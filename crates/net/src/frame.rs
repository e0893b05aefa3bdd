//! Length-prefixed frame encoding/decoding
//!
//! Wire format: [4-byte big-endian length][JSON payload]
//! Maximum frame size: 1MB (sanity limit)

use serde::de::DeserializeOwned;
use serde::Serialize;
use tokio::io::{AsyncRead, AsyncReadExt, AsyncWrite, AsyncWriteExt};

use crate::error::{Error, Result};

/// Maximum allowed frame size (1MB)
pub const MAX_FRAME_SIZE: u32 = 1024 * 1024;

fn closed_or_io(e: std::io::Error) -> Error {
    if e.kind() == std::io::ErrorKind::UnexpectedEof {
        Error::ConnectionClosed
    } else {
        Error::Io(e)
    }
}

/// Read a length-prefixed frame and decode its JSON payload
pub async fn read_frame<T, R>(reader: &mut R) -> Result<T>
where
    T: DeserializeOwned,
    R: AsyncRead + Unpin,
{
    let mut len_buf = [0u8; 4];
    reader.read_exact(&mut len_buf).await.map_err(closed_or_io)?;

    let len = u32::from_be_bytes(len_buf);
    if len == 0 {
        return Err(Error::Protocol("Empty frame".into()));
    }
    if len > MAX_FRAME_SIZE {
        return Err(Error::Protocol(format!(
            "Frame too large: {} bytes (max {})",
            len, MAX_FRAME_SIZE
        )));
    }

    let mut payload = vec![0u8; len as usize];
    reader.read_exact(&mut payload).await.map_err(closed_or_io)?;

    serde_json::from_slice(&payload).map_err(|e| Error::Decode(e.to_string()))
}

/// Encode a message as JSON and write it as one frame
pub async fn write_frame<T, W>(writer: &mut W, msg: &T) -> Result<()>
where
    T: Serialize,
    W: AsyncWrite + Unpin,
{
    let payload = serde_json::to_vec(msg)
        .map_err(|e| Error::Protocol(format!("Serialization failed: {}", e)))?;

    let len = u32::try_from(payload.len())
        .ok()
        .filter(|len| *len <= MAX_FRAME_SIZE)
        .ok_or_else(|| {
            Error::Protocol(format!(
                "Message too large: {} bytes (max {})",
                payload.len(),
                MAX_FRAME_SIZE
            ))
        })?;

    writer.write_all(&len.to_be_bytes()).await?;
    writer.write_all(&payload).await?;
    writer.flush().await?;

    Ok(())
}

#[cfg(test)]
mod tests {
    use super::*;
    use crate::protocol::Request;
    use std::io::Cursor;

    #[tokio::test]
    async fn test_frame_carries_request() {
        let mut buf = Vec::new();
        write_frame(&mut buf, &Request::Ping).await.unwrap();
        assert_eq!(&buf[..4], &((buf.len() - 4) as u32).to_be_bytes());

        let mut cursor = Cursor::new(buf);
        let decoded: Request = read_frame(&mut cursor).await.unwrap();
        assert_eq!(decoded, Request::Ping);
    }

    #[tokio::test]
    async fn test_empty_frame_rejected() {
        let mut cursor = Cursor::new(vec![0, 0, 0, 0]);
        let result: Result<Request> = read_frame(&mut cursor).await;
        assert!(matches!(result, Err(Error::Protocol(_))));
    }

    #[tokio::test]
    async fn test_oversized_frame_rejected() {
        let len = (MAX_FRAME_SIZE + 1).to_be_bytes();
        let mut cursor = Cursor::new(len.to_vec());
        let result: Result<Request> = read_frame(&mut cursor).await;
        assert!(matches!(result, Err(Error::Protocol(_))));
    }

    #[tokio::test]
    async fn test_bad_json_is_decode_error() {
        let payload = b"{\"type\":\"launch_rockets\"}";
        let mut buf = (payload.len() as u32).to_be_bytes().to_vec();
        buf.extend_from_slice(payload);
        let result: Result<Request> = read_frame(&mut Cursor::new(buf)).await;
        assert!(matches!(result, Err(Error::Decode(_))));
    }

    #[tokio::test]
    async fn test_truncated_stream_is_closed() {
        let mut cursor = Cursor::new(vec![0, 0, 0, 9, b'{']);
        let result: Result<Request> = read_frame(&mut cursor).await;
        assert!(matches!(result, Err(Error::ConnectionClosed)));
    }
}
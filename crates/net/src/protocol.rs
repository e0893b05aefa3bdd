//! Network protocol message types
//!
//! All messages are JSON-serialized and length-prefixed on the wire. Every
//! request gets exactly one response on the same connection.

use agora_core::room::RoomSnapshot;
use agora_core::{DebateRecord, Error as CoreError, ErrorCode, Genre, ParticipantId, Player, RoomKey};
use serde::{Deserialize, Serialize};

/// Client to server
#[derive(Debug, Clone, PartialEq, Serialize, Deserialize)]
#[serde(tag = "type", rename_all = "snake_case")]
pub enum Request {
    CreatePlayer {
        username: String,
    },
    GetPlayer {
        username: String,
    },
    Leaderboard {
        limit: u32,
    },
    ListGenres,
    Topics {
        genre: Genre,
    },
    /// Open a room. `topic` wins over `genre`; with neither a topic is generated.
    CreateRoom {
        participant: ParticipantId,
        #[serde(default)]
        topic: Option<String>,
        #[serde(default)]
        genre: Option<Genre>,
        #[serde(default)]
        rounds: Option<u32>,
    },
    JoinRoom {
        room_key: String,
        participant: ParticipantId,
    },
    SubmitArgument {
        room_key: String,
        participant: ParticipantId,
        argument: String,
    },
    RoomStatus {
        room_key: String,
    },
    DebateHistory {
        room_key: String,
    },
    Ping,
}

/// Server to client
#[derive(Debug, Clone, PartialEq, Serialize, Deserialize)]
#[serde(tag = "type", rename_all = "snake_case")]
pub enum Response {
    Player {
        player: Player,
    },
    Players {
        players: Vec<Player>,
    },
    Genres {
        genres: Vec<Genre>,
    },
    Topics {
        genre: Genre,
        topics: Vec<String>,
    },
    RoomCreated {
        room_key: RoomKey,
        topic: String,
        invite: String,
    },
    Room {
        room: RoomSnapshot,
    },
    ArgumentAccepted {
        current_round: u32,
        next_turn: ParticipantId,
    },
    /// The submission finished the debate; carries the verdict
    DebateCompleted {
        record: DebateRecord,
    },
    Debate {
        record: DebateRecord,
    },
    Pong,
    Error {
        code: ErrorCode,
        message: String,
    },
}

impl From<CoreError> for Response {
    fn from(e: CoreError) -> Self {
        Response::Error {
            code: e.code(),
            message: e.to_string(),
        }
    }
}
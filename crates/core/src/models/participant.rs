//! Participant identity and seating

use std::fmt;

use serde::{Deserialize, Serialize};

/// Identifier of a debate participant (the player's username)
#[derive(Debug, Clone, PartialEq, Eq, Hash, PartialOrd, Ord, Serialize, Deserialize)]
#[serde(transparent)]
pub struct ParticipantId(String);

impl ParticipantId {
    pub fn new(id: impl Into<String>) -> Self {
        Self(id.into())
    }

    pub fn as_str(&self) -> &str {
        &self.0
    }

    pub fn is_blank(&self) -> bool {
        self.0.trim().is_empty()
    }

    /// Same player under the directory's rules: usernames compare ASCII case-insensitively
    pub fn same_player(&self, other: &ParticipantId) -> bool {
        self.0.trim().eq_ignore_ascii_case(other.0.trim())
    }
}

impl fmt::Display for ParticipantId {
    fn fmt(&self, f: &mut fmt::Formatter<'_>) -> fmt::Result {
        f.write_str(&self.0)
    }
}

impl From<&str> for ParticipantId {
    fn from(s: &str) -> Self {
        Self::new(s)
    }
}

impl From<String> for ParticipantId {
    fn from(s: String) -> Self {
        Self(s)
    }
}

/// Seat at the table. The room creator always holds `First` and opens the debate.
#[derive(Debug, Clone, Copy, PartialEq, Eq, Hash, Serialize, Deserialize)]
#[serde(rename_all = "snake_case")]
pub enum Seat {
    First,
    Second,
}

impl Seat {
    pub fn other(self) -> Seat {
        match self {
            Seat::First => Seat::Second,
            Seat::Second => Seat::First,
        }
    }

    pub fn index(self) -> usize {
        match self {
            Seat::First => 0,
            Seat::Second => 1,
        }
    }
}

_ _ _ _

**PROBLEM STATEMENT**.
Each line above needs to be repeated exactly, with nothing omitted.

**SOLUTION**.
filename crates/net/src/frame.rs
repository e0893b05aefa3bdd
//! Length-prefixed frame encoding/decoding
//!
//! Wire format: [4-byte big-endian length][JSON payload]
//! Maximum frame size: 1MB (sanity limit)

use serde::de::DeserializeOwned;
use serde::Serialize;
use tokio::io::{AsyncRead, AsyncReadExt, AsyncWrite, AsyncWriteExt};

use crate::error::{Error, Result};

/// Maximum allowed frame size (1MB)
pub const MAX_FRAME_SIZE: u32 = 1024 * 1024;

fn closed_or_io(e: std::io::Error) -> Error {
    if e.kind() == std::io::ErrorKind::UnexpectedEof {
        Error::ConnectionClosed
    } else {
        Error::Io(e)
    }
}

/// Read a length-prefixed frame and decode its JSON payload
pub async fn read_frame<T, R>(reader: &mut R) -> Result<T>
where
    T: DeserializeOwned,
    R: AsyncRead + Unpin,
{
    let mut len_buf = [0u8; 4];
    reader.read_exact(&mut len_buf).await.map_err(closed_or_io)?;

    let len = u32::from_be_bytes(len_buf);
    if len == 0 {
        return Err(Error::Protocol("Empty frame".into()));
    }
    if len > MAX_FRAME_SIZE {
        return Err(Error::Protocol(format!(
            "Frame too large: {} bytes (max {})",
            len, MAX_FRAME_SIZE
        )));
    }

    let mut payload = vec![0u8; len as usize];
    reader.read_exact(&mut payload).await.map_err(closed_or_io)?;

    serde_json::from_slice(&payload).map_err(|e| Error::Decode(e.to_string()))
}

/// Encode a message as JSON and write it as one frame
pub async fn write_frame<T, W>(writer: &mut W, msg: &T) -> Result<()>
where
    T: Serialize,
    W: AsyncWrite + Unpin,
{
    let payload = serde_json::to_vec(msg)
        .map_err(|e| Error::Protocol(format!("Serialization failed: {}", e)))?;

    let len = u32::try_from(payload.len())
        .ok()
        .filter(|len| *len <= MAX_FRAME_SIZE)
        .ok_or_else(|| {
            Error::Protocol(format!(
                "Message too large: {} bytes (max {})",
                payload.len(),
                MAX_FRAME_SIZE
            ))
        })?;

    writer.write_all(&len.to_be_bytes()).await?;
    writer.write_all(&payload).await?;
    writer.flush().await?;

    Ok(())
}

#[cfg(test)]
mod tests {
    use super::*;
    use crate::protocol::Request;
    use std::io::Cursor;

    #[tokio::test]
    async fn test_frame_carries_request() {
        let mut buf = Vec::new();
        write_frame(&mut buf, &Request::Ping).await.unwrap();
        assert_eq!(&buf[..4], &((buf.len() - 4) as u32).to_be_bytes());

        let mut cursor = Cursor::new(buf);
        let decoded: Request = read_frame(&mut cursor).await.unwrap();
        assert_eq!(decoded, Request::Ping);
    }

    #[tokio::test]
    async fn test_empty_frame_rejected() {
        let mut cursor = Cursor::new(vec![0, 0, 0, 0]);
        let result: Result<Request> = read_frame(&mut cursor).await;
        assert!(matches!(result, Err(Error::Protocol(_))));
    }

    #[tokio::test]
    async fn test_oversized_frame_rejected() {
        let len = (MAX_FRAME_SIZE + 1).to_be_bytes();
        let mut cursor = Cursor::new(len.to_vec());
        let result: Result<Request> = read_frame(&mut cursor).await;
        assert!(matches!(result, Err(Error::Protocol(_))));
    }

    #[tokio::test]
    async fn test_bad_json_is_decode_error() {
        let payload = b"{\"type\":\"launch_rockets\"}";
        let mut buf = (payload.len() as u32).to_be_bytes().to_vec();
        buf.extend_from_slice(payload);
        let result: Result<Request> = read_frame(&mut Cursor::new(buf)).await;
        assert!(matches!(result, Err(Error::Decode(_))));
    }

    #[tokio::test]
    async fn test_truncated_stream_is_closed() {
        let mut cursor = Cursor::new(vec![0, 0, 0, 9, b'{']);
        let result: Result<Request> = read_frame(&mut cursor).await;
        assert!(matches!(result, Err(Error::ConnectionClosed)));
    }
}
filename crates/net/src/protocol.rs
repository e0893b05aefa3bdd
//! Network protocol message types
//!
//! All messages are JSON-serialized and length-prefixed on the wire. Every
//! request gets exactly one response on the same connection.

use agora_core::room::RoomSnapshot;
use agora_core::{DebateRecord, Error as CoreError, ErrorCode, Genre, ParticipantId, Player, RoomKey};
use serde::{Deserialize, Serialize};

/// Client to server
#[derive(Debug, Clone, PartialEq, Serialize, Deserialize)]
#[serde(tag = "type", rename_all = "snake_case")]
pub enum Request {
    CreatePlayer {
        username: String,
    },
    GetPlayer {
        username: String,
    },
    Leaderboard {
        limit: u32,
    },
    ListGenres,
    Topics {
        genre: Genre,
    },
    /// Open a room. `topic` wins over `genre`; with neither a topic is generated.
    CreateRoom {
        participant: ParticipantId,
        #[serde(default)]
        topic: Option<String>,
        #[serde(default)]
        genre: Option<Genre>,
        #[serde(default)]
        rounds: Option<u32>,
    },
    JoinRoom {
        room_key: String,
        participant: ParticipantId,
    },
    SubmitArgument {
        room_key: String,
        participant: ParticipantId,
        argument: String,
    },
    RoomStatus {
        room_key: String,
    },
    DebateHistory {
        room_key: String,
    },
    Ping,
}

/// Server to client
#[derive(Debug, Clone, PartialEq, Serialize, Deserialize)]
#[serde(tag = "type", rename_all = "snake_case")]
pub enum Response {
    Player {
        player: Player,
    },
    Players {
        players: Vec<Player>,
    },
    Genres {
        genres: Vec<Genre>,
    },
    Topics {
        genre: Genre,
        topics: Vec<String>,
    },
    RoomCreated {
        room_key: RoomKey,
        topic: String,
        invite: String,
    },
    Room {
        room: RoomSnapshot,
    },
    ArgumentAccepted {
        current_round: u32,
        next_turn: ParticipantId,
    },
    /// The submission finished the debate; carries the verdict
    DebateCompleted {
        record: DebateRecord,
    },
    Debate {
        record: DebateRecord,
    },
    Pong,
    Error {
        code: ErrorCode,
        message: String,
    },
}

impl From<CoreError> for Response {
    fn from(e: CoreError) -> Self {
        Response::Error {
            code: e.code(),
            message: e.to_string(),
        }
    }
}
filename crates/core/src/models/participant.rs
//! Participant identity and seating

use std::fmt;

use serde::{Deserialize, Serialize};

/// Identifier of a debate participant (the player's username)
#[derive(Debug, Clone, PartialEq, Eq, Hash, PartialOrd, Ord, Serialize, Deserialize)]
#[serde(transparent)]
pub struct ParticipantId(String);

impl ParticipantId {
    pub fn new(id: impl Into<String>) -> Self {
        Self(id.into())
    }

    pub fn as_str(&self) -> &str {
        &self.0
    }

    pub fn is_blank(&self) -> bool {
        self.0.trim().is_empty()
    }

    /// Same player under the directory's rules: usernames compare ASCII case-insensitively
    pub fn same_player(&self, other: &ParticipantId) -> bool {
        self.0.trim().eq_ignore_ascii_case(other.0.trim())
    }
}

impl fmt::Display for ParticipantId {
    fn fmt(&self, f: &mut fmt::Formatter<'_>) -> fmt::Result {
        f.write_str(&self.0)
    }
}

impl From<&str> for ParticipantId {
    fn from(s: &str) -> Self {
        Self::new(s)
    }
}

impl From<String> for ParticipantId {
    fn from(s: String) -> Self {
        Self(s)
    }
}

/// Seat at the table. The room creator always holds `First` and opens the debate.
#[derive(Debug, Clone, Copy, PartialEq, Eq, Hash, Serialize, Deserialize)]
#[serde(rename_all = "snake_case")]
pub enum Seat {
    First,
    Second,
}

impl Seat {
    pub fn other(self) -> Seat {
        match self {
            Seat::First => Seat::Second,
            Seat::Second => Seat::First,
        }
    }

    pub fn index(self) -> usize {
        match self {
            Seat::First => 0,
            Seat::Second => 1,
        }
    }
}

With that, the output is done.